Map that gives each named seat and any constant electoral success for national (Westminster) elections for Middlesex, 1955 to 1974.

Feltham was a constituency, between 1955 and 1974, of the House of Commons of the UK Parliament. It was used for five general elections and at each election returned the candidate of the Labour Party.

==Boundaries==
- Components
1955—1974: The Urban District of Feltham (Feltham, Bedfont and Hanworth), and the Borough of Heston and Isleworth wards of Cranford and Hounslow Heath (as to "Cranford" being the more populous eastern half of former parish).

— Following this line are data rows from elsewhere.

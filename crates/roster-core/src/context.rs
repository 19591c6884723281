//! The per-request identity context.

use crate::user::UserView;

/// Who is calling. Built once per request by the identity resolver and never
/// mutated afterwards; there are deliberately no setters.
#[derive(Debug, Clone, Default)]
pub struct AuthContext {
  current_user: Option<UserView>,
}

impl AuthContext {
  pub fn anonymous() -> Self { Self::default() }

  pub fn authenticated(user: UserView) -> Self {
    Self { current_user: Some(user) }
  }

  /// The resolved user, with friends expanded.
  pub fn current_user(&self) -> Option<&UserView> { self.current_user.as_ref() }

  pub fn is_authenticated(&self) -> bool { self.current_user.is_some() }
}
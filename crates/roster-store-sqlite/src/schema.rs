//! SQL schema for the Roster SQLite store.
//!
//! Executed once at connection startup. Future migrations will be gated on
//! `PRAGMA user_version`.

/// Full schema DDL; idempotent thanks to `CREATE TABLE IF NOT EXISTS`.
pub const SCHEMA: &str = "
PRAGMA journal_mode = WAL;
PRAGMA foreign_keys = ON;

-- rowid order is insertion order; rows are never deleted.
CREATE TABLE IF NOT EXISTS persons (
    person_id  TEXT PRIMARY KEY,
    name       TEXT NOT NULL UNIQUE,
    phone      TEXT,
    street     TEXT NOT NULL,
    city       TEXT NOT NULL
);

CREATE TABLE IF NOT EXISTS users (
    user_id    TEXT PRIMARY KEY,
    username   TEXT NOT NULL UNIQUE
);

-- Ordered, duplicate-free friend references from a user to persons.
CREATE TABLE IF NOT EXISTS friendships (
    user_id    TEXT NOT NULL REFERENCES users(user_id),
    person_id  TEXT NOT NULL REFERENCES persons(person_id),
    position   INTEGER NOT NULL,
    PRIMARY KEY (user_id, person_id)
);

CREATE INDEX IF NOT EXISTS friendships_order_idx ON friendships(user_id, position);

PRAGMA user_version = 1;
";
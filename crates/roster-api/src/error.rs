//! API error type and [`axum::response::IntoResponse`] implementation.

use axum::{
  Json,
  http::StatusCode,
  response::{IntoResponse, Response},
};
use roster_core::{store::StoreError, validate::ValidationError};
use serde_json::json;
use thiserror::Error;

/// An error returned by a resolver, the identity resolver, or a handler.
#[derive(Debug, Error)]
pub enum ApiError {
  /// A write broke a uniqueness or length constraint; nothing was applied.
  #[error(transparent)]
  Validation(ValidationError),

  /// The operation needs an authenticated caller and there is none.
  #[error("not authenticated")]
  Forbidden,

  /// Wrong login credentials, or a bearer token that failed verification.
  #[error("{0}")]
  Authentication(String),

  #[error("not found: {0}")]
  NotFound(String),

  #[error("bad request: {0}")]
  BadRequest(String),

  #[error("store error: {0}")]
  Store(#[source] Box<dyn std::error::Error + Send + Sync>),

  #[error("internal error: {0}")]
  Internal(String),
}

impl ApiError {
  /// Classify a backend error: constraint violations keep their fields,
  /// everything else is an opaque store failure.
  pub fn store<E: StoreError>(e: E) -> Self {
    match e.validation() {
      Some(v) => Self::Validation(v.clone()),
      None => Self::Store(Box::new(e)),
    }
  }

  pub fn wrong_credentials() -> Self { Self::Authentication("wrong credentials".into()) }

  /// Machine-readable error kind sent to clients.
  pub fn kind(&self) -> &'static str {
    match self {
      Self::Validation(_) => "VALIDATION_ERROR",
      Self::Forbidden => "FORBIDDEN",
      Self::Authentication(_) => "AUTHENTICATION_ERROR",
      Self::NotFound(_) => "NOT_FOUND",
      Self::BadRequest(_) => "BAD_REQUEST",
      Self::Store(_) | Self::Internal(_) => "INTERNAL",
    }
  }

  pub fn status(&self) -> StatusCode {
    match self {
      Self::Validation(_) => StatusCode::UNPROCESSABLE_ENTITY,
      Self::Forbidden => StatusCode::FORBIDDEN,
      Self::Authentication(_) => StatusCode::UNAUTHORIZED,
      Self::NotFound(_) => StatusCode::NOT_FOUND,
      Self::BadRequest(_) => StatusCode::BAD_REQUEST,
      Self::Store(_) | Self::Internal(_) => StatusCode::INTERNAL_SERVER_ERROR,
    }
  }
}

impl IntoResponse for ApiError {
  fn into_response(self) -> Response {
    let message = match self {
      Self::Store(_) | Self::Internal(_) => {
        tracing::error!(error = %self, "request failed");
        "internal server error".to_owned()
      }
      _ => self.to_string(),
    };

    let mut body = json!({
      "kind":    self.kind(),
      "message": message,
    });
    if let Self::Validation(v) = &self {
      body["fields"] = json!(v.violations);
    }

    (self.status(), Json(json!({ "error": body }))).into_response()
  }
}

pub type Result<T, E = ApiError> = std::result::Result<T, E>;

In local government terms the area became the western parts of the London Borough of Hounslow due to the creation of Greater London on 1 April 1965 and formally recited as such ward-by-ward in legislation of 1970.

- Geographic context
The constituency was named after Feltham, a late-19th century small town in the west of the administrative county of Middlesex — a county abolished on the further growth of London in 1965. Its areas spread up to 2.5 mi south and south-east of Heathrow Airport, on a terrain which is near-flat and immediately before the seat's creation rich in market gardening however stony, gravel-rich soil of low agricultural value covered the north and east towards Hounslow Heath. During the seat's existence major industries included gravel works, railway works, aircraft maintenance, repairs and airport ancillary industries, motor sales and repairs, haulage, distribution and small-to-medium scale parts assembly and manufacture.

- Predecessor seats
Before 1955 the Urban District of Feltham, in its latter years taking in Feltham, Hanworth and Bedfont, were in the Spelthorne constituency created in 1918; Cranford and Hounslow West (Hounslow Heath) were parts of the Heston and Isleworth constituency, created in 1945.

- Successor seat
In the 1974 redistribution the seat was abolished to become the core of the new Feltham and Heston constituency, which added Heston to the north-east and most of the centre of the larger town of Hounslow to the east.

==Members of Parliament==

| Election |  | Member | Party |
|---|---|---|---|
|  | 1955 | Albert Hunter | Labour |
|  | 1966 | Russell Kerr | Labour |
|  | Feb 1974 | constituency abolished |  |

The area elected one MP as it post-dated the abolition of the last multi-member constituencies in 1950.

==Elections==

Results of former UK House of Commons seat Feltham (created 1955, abolished 1974).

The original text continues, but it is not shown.